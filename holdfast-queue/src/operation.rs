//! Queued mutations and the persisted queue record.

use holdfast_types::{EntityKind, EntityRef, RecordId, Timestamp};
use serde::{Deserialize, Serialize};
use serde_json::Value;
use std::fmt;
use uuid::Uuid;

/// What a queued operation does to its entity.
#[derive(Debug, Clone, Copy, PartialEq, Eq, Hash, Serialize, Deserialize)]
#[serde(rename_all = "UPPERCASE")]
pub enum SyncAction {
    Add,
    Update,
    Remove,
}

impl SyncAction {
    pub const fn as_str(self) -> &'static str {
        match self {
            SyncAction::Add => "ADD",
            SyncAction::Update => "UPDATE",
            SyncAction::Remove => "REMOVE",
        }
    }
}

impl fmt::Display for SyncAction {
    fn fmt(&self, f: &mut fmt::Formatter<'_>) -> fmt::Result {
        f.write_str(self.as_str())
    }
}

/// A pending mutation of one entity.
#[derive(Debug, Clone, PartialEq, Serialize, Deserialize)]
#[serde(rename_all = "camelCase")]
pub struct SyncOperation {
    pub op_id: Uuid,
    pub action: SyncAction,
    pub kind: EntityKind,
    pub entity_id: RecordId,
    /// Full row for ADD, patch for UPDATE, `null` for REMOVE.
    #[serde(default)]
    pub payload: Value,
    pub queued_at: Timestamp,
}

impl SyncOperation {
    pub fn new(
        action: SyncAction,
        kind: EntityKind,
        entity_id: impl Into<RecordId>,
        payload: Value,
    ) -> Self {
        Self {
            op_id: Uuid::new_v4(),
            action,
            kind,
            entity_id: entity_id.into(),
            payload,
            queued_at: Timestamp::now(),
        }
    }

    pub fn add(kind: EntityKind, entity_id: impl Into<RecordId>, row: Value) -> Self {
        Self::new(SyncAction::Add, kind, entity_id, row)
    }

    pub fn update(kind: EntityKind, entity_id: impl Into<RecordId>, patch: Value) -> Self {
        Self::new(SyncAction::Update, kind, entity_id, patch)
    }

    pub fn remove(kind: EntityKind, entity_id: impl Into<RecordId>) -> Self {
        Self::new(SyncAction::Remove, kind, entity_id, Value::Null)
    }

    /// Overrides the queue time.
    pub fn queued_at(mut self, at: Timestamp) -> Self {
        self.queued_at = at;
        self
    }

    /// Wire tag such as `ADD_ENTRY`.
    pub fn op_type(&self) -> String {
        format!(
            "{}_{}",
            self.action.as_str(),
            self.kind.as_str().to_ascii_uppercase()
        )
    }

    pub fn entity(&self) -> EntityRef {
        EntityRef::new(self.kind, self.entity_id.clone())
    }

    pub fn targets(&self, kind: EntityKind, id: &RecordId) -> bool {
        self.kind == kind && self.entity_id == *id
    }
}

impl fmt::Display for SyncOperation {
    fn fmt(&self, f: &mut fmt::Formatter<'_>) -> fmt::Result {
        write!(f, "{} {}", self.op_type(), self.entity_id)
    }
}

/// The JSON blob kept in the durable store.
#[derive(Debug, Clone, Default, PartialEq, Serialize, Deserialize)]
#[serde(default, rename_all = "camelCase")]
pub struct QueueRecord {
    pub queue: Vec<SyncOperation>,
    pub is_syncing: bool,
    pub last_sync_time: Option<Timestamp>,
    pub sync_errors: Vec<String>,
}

==

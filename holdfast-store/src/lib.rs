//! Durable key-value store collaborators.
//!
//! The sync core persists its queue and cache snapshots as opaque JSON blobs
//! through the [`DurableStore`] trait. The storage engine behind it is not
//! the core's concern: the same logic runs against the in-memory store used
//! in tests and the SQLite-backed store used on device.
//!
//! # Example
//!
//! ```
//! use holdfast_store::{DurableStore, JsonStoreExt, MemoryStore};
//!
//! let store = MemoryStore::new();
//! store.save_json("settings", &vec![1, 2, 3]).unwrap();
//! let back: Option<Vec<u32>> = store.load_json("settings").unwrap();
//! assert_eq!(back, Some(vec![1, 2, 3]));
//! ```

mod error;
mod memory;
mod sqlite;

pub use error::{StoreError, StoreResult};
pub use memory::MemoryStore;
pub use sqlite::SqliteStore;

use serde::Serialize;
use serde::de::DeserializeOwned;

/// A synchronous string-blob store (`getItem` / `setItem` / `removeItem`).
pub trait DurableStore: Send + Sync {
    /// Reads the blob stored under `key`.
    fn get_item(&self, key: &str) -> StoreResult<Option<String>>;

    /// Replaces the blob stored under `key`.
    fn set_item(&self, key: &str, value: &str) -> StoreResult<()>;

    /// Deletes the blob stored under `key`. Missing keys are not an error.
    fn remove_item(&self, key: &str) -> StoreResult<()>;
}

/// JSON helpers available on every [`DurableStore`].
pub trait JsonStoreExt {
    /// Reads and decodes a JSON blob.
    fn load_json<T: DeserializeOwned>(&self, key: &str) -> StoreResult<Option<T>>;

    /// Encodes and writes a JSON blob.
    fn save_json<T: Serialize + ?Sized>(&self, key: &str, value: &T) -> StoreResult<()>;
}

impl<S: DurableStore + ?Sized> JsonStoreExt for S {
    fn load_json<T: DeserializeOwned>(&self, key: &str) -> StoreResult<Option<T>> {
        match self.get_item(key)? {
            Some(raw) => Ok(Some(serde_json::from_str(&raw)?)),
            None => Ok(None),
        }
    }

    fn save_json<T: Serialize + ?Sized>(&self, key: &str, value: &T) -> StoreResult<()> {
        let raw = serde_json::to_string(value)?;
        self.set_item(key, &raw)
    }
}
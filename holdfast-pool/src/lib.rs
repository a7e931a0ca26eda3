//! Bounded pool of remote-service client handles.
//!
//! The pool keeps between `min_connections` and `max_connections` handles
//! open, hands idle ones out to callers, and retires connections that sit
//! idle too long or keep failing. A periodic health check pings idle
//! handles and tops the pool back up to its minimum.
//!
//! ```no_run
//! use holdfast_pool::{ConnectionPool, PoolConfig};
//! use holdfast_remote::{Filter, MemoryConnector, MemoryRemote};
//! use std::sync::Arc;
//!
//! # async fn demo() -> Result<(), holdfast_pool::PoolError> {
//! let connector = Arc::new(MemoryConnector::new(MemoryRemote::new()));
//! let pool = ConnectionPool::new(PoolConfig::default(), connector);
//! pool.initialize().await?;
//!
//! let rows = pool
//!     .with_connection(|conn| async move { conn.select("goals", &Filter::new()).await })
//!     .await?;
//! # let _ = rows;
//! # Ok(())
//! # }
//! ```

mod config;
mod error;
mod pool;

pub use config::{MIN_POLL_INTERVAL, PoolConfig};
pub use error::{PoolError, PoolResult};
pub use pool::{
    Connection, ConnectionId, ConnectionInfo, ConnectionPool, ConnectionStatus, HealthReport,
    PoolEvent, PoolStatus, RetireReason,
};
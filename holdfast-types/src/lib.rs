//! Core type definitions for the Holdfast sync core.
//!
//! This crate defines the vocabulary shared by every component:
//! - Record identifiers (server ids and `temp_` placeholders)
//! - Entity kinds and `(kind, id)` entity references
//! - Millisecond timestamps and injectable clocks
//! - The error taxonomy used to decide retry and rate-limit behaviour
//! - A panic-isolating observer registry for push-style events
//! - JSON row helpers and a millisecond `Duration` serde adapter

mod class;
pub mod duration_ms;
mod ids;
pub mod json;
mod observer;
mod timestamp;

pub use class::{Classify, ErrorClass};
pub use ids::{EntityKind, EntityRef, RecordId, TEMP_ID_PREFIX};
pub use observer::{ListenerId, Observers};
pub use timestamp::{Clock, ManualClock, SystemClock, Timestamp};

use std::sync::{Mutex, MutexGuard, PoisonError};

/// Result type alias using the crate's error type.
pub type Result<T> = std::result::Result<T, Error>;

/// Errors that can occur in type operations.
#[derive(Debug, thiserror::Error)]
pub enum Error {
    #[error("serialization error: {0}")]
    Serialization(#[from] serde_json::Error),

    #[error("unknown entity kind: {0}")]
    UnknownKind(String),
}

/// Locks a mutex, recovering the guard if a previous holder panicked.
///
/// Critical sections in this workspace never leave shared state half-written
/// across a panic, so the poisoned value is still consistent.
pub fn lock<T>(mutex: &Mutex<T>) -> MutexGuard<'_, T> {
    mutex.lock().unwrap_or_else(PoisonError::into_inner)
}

▸ TASK TO CARRY OUT
Show each line of the data that contains the string "Display".

▸ YOUR SOLUTION
impl fmt::Display for SyncAction {
impl fmt::Display for SyncOperation {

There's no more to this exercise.